▶ _What is expected_
Copy each line in the data that includes the word "regexes".

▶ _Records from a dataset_
□ □ □ □ □ □ □

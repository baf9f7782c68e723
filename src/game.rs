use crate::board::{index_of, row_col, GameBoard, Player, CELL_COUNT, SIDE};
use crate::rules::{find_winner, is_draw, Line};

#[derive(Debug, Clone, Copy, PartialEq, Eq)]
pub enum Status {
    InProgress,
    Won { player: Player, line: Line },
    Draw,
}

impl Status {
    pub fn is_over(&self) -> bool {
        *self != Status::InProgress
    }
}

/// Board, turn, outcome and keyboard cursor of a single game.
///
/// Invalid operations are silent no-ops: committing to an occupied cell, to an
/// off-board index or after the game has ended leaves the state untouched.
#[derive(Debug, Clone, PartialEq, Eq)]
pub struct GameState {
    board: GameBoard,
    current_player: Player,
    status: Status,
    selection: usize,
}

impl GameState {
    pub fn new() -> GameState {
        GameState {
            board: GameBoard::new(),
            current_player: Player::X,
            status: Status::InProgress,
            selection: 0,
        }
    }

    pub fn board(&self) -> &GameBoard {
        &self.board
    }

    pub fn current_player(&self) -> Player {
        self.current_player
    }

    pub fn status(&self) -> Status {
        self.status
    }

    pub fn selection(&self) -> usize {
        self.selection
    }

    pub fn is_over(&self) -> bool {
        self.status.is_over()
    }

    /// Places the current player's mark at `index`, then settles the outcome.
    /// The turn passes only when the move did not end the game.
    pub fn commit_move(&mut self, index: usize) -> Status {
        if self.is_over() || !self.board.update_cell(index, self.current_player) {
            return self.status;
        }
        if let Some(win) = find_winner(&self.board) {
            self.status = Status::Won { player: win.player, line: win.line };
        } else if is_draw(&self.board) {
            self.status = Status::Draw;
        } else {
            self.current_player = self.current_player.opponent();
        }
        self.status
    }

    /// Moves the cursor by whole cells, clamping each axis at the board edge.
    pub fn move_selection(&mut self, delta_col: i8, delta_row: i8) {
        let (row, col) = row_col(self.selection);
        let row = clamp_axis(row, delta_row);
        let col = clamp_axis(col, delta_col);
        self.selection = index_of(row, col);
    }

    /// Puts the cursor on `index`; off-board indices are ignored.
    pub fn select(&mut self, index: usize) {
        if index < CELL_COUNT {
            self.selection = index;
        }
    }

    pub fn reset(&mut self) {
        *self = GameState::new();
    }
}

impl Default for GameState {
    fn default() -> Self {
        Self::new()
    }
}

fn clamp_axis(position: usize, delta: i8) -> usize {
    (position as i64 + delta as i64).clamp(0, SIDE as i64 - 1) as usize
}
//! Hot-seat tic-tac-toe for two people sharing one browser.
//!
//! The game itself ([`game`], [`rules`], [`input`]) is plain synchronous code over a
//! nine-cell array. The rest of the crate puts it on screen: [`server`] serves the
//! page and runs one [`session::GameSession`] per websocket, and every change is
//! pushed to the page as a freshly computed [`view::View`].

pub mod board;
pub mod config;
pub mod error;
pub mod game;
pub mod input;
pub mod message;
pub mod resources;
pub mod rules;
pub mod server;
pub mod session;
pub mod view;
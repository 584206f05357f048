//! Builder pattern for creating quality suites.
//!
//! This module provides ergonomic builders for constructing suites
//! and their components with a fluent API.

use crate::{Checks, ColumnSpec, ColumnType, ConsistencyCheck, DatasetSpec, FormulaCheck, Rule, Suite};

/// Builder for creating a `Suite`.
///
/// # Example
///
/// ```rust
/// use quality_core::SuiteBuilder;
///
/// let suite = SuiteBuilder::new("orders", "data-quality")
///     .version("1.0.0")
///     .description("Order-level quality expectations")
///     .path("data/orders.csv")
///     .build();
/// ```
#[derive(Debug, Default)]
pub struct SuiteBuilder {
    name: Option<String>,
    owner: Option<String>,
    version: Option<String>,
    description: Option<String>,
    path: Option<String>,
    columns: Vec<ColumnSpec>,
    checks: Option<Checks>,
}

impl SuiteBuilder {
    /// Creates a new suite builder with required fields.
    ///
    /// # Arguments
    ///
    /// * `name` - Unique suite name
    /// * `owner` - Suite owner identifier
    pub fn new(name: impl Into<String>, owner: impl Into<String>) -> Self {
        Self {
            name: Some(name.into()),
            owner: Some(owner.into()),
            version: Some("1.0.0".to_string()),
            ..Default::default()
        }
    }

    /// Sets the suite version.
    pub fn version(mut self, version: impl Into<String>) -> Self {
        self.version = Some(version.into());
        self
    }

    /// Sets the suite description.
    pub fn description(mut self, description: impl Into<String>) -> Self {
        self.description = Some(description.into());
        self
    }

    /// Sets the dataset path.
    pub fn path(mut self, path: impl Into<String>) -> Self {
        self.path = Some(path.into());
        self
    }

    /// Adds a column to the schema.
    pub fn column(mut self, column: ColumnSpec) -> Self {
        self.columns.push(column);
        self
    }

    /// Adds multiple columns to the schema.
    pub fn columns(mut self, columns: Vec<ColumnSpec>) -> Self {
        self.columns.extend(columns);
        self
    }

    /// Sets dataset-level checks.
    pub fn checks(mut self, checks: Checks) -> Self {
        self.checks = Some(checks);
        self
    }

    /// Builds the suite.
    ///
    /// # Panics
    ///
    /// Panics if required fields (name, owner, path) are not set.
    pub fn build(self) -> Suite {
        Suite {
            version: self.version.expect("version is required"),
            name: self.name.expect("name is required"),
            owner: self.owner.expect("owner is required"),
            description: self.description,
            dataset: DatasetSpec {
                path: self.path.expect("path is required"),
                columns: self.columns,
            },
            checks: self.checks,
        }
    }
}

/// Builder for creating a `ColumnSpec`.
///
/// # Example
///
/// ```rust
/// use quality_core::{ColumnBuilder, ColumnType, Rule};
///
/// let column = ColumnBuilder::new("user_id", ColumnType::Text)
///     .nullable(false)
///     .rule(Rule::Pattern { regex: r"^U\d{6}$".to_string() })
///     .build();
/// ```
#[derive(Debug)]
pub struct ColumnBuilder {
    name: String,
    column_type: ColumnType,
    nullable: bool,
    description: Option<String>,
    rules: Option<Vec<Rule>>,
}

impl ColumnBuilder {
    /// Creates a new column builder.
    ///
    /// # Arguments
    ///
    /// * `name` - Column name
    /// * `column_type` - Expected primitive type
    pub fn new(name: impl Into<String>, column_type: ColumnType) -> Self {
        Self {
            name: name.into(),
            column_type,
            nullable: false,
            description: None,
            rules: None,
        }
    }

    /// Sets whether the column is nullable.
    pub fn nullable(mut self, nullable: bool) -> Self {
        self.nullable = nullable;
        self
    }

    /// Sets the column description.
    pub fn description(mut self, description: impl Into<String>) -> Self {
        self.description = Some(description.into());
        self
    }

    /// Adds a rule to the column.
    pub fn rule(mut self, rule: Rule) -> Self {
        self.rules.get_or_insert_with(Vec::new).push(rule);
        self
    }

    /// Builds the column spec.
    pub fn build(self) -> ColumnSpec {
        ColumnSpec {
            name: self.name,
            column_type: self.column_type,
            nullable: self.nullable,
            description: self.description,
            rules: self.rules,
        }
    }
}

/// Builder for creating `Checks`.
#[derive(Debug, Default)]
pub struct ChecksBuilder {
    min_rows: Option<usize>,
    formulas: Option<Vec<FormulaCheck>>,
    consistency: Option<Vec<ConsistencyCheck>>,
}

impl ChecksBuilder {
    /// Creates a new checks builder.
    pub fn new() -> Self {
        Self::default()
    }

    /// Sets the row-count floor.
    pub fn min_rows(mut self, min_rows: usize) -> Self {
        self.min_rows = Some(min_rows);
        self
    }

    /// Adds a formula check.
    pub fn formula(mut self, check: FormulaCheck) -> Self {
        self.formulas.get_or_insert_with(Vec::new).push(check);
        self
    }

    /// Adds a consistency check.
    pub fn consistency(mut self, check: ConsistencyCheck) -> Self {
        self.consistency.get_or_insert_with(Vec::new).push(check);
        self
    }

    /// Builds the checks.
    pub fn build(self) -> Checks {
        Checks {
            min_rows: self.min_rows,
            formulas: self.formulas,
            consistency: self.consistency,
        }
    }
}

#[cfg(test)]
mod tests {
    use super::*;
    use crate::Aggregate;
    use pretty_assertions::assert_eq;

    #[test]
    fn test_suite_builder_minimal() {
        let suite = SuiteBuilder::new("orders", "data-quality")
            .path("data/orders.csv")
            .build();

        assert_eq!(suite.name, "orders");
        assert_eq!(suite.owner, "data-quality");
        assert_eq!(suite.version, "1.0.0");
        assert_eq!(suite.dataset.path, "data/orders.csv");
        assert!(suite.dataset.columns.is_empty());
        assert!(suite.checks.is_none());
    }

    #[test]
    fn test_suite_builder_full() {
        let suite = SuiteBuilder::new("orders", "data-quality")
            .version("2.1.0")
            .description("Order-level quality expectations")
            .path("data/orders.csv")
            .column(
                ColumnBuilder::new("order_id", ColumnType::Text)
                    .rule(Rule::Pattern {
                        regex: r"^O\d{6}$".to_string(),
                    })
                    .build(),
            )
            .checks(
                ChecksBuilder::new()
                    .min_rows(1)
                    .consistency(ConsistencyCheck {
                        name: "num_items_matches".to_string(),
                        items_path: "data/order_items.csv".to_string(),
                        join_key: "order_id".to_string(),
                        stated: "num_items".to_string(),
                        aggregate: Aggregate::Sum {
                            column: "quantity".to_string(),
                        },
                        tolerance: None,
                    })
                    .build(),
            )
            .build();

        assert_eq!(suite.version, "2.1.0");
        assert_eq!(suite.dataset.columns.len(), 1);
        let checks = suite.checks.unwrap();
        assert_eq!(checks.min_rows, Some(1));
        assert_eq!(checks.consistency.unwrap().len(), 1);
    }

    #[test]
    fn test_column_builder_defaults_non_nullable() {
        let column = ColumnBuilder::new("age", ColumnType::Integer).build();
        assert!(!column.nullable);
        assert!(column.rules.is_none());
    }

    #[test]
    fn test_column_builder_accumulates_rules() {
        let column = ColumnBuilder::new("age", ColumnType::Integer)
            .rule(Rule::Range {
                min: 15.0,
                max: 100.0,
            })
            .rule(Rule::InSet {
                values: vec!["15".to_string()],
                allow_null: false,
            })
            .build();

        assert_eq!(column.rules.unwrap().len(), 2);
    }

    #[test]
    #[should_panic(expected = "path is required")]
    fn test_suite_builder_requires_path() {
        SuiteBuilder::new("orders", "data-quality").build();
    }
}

□ □ □ □ □ □ □

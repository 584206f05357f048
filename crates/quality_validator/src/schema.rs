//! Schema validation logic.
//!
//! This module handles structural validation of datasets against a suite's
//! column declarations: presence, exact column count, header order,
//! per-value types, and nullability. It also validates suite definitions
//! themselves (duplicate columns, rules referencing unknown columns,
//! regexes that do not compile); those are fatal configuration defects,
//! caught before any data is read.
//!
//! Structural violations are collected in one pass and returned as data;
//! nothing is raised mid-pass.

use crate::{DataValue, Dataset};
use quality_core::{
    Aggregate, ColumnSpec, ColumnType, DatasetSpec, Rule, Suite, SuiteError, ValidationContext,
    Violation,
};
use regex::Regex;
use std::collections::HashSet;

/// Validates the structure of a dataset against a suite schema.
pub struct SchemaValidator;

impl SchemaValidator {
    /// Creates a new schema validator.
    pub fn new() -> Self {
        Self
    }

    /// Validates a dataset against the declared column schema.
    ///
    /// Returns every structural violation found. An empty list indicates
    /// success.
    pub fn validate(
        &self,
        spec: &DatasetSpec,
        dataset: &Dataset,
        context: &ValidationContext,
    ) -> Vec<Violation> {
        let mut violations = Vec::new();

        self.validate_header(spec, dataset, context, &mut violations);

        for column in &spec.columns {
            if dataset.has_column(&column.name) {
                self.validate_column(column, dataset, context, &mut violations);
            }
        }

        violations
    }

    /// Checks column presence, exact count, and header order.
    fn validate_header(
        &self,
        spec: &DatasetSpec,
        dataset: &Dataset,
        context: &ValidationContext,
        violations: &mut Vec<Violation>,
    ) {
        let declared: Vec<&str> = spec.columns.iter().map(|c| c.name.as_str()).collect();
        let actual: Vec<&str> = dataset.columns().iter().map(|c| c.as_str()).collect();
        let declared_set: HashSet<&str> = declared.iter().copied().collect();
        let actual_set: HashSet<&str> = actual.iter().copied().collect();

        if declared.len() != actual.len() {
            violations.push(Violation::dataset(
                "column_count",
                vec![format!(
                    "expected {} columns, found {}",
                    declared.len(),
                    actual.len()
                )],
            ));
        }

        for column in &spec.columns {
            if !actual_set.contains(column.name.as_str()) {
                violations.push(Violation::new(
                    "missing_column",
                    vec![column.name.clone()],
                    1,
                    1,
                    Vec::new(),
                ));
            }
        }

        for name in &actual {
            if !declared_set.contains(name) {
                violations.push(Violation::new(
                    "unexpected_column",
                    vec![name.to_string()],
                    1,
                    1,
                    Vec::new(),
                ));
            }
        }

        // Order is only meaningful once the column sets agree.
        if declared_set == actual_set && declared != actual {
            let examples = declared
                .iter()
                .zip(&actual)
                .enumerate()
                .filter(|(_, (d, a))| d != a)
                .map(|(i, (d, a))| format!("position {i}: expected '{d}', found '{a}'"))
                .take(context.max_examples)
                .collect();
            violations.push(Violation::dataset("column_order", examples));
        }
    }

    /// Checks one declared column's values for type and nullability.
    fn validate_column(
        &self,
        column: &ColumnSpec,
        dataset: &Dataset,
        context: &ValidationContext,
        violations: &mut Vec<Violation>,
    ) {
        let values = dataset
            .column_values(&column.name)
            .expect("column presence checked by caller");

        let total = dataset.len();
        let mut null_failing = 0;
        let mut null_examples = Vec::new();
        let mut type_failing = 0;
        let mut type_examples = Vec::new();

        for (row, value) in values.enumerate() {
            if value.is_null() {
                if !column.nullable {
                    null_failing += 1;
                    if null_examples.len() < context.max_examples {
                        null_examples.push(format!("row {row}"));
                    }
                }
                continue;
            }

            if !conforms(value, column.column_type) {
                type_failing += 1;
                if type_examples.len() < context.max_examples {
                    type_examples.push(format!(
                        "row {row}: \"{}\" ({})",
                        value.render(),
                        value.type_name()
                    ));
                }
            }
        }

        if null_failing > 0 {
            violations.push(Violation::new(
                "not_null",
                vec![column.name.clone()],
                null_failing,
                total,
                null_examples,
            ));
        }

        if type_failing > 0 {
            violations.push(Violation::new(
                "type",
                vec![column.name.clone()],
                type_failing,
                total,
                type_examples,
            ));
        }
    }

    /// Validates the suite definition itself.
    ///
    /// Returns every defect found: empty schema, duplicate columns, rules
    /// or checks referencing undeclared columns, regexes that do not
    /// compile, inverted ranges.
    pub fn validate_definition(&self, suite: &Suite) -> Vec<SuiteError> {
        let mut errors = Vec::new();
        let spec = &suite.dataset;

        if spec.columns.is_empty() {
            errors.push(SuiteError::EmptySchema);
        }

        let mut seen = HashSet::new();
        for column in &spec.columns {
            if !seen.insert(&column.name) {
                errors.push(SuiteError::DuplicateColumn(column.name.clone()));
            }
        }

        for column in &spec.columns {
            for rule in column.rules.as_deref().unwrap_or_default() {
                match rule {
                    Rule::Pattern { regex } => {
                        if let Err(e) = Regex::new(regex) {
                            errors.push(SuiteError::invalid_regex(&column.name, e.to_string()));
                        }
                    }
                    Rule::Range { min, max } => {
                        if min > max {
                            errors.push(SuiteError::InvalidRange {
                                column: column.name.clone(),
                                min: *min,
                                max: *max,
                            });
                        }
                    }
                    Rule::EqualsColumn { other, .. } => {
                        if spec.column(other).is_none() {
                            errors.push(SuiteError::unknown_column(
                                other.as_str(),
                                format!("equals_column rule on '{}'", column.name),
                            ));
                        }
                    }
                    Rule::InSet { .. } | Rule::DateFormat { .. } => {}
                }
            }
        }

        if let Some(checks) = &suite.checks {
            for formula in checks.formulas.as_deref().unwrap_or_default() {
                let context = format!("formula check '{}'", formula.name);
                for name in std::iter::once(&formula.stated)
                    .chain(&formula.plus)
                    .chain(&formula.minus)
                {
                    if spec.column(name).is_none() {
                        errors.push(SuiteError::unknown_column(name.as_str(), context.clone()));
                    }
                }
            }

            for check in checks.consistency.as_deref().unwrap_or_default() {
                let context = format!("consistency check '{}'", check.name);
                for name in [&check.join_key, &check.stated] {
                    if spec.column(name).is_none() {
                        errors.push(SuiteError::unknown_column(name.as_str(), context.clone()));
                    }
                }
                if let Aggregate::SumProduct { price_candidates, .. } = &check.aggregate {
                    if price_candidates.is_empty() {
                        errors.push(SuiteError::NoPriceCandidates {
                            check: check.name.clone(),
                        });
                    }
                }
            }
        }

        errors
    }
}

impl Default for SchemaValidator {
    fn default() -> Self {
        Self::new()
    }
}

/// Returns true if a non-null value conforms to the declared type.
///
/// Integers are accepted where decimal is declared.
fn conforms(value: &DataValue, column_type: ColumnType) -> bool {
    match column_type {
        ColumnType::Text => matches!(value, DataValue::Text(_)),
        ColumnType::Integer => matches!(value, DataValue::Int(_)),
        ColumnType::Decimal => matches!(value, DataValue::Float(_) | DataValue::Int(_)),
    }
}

□ □ □ □ □ □ □

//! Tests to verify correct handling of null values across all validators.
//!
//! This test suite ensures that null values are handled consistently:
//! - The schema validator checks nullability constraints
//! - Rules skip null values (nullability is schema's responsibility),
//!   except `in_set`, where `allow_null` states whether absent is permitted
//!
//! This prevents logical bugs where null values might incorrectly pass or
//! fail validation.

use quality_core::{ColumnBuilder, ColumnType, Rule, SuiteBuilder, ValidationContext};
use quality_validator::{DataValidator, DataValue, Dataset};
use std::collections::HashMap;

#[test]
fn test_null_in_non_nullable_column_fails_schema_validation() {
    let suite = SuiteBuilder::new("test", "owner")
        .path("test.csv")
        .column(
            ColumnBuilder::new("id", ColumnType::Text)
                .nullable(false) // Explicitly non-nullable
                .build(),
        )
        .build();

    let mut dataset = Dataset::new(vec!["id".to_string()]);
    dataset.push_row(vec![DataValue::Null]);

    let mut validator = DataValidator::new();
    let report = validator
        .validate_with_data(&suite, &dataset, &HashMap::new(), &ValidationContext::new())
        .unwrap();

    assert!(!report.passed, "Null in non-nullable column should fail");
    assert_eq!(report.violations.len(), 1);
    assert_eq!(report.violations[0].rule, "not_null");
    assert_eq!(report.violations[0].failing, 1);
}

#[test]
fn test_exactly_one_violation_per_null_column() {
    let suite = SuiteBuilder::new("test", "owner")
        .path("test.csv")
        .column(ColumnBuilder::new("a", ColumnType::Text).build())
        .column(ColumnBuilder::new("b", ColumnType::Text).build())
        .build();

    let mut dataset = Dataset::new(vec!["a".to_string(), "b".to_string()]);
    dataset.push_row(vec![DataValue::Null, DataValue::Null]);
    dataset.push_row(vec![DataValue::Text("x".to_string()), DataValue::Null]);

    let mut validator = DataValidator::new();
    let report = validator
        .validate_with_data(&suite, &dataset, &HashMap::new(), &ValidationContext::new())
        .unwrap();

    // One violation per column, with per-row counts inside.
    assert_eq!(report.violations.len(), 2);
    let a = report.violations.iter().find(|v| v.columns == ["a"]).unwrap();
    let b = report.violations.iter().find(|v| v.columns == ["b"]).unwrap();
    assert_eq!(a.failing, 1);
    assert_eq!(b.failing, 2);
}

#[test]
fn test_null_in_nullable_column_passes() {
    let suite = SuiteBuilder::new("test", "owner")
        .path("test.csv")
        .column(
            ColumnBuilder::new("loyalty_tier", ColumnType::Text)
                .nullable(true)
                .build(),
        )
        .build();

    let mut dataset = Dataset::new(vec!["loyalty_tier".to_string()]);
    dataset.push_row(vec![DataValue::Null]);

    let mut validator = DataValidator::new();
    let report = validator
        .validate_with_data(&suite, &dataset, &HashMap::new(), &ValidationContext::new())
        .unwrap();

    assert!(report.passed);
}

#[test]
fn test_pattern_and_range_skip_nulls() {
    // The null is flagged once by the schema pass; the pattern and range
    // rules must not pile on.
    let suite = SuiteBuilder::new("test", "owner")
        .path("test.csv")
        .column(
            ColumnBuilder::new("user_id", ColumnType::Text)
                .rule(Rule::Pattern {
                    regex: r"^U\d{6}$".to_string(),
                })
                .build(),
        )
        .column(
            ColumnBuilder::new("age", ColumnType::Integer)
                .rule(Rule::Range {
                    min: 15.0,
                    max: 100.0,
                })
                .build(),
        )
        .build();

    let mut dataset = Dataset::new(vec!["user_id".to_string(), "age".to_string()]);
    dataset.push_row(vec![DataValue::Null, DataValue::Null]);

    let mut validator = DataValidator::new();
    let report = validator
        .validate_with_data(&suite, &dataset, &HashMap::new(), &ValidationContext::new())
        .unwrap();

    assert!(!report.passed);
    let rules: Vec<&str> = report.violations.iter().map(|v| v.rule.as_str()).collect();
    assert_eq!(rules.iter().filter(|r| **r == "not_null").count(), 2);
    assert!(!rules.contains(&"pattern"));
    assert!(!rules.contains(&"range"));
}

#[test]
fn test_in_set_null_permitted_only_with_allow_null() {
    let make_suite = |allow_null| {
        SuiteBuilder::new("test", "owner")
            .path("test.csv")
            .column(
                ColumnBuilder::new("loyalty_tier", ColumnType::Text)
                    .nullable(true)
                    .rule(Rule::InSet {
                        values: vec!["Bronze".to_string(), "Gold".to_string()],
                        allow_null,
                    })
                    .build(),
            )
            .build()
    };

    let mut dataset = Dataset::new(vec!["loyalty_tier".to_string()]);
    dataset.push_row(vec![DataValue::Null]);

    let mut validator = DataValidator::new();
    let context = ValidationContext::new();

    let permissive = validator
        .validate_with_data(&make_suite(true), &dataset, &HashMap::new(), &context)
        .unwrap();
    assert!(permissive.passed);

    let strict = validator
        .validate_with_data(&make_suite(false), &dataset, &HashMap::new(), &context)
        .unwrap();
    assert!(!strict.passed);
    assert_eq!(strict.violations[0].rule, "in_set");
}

□ □ □ □ □ □ □

▶ _Task response_
//! regexes that do not compile); those are fatal configuration defects,
    /// or checks referencing undeclared columns, regexes that do not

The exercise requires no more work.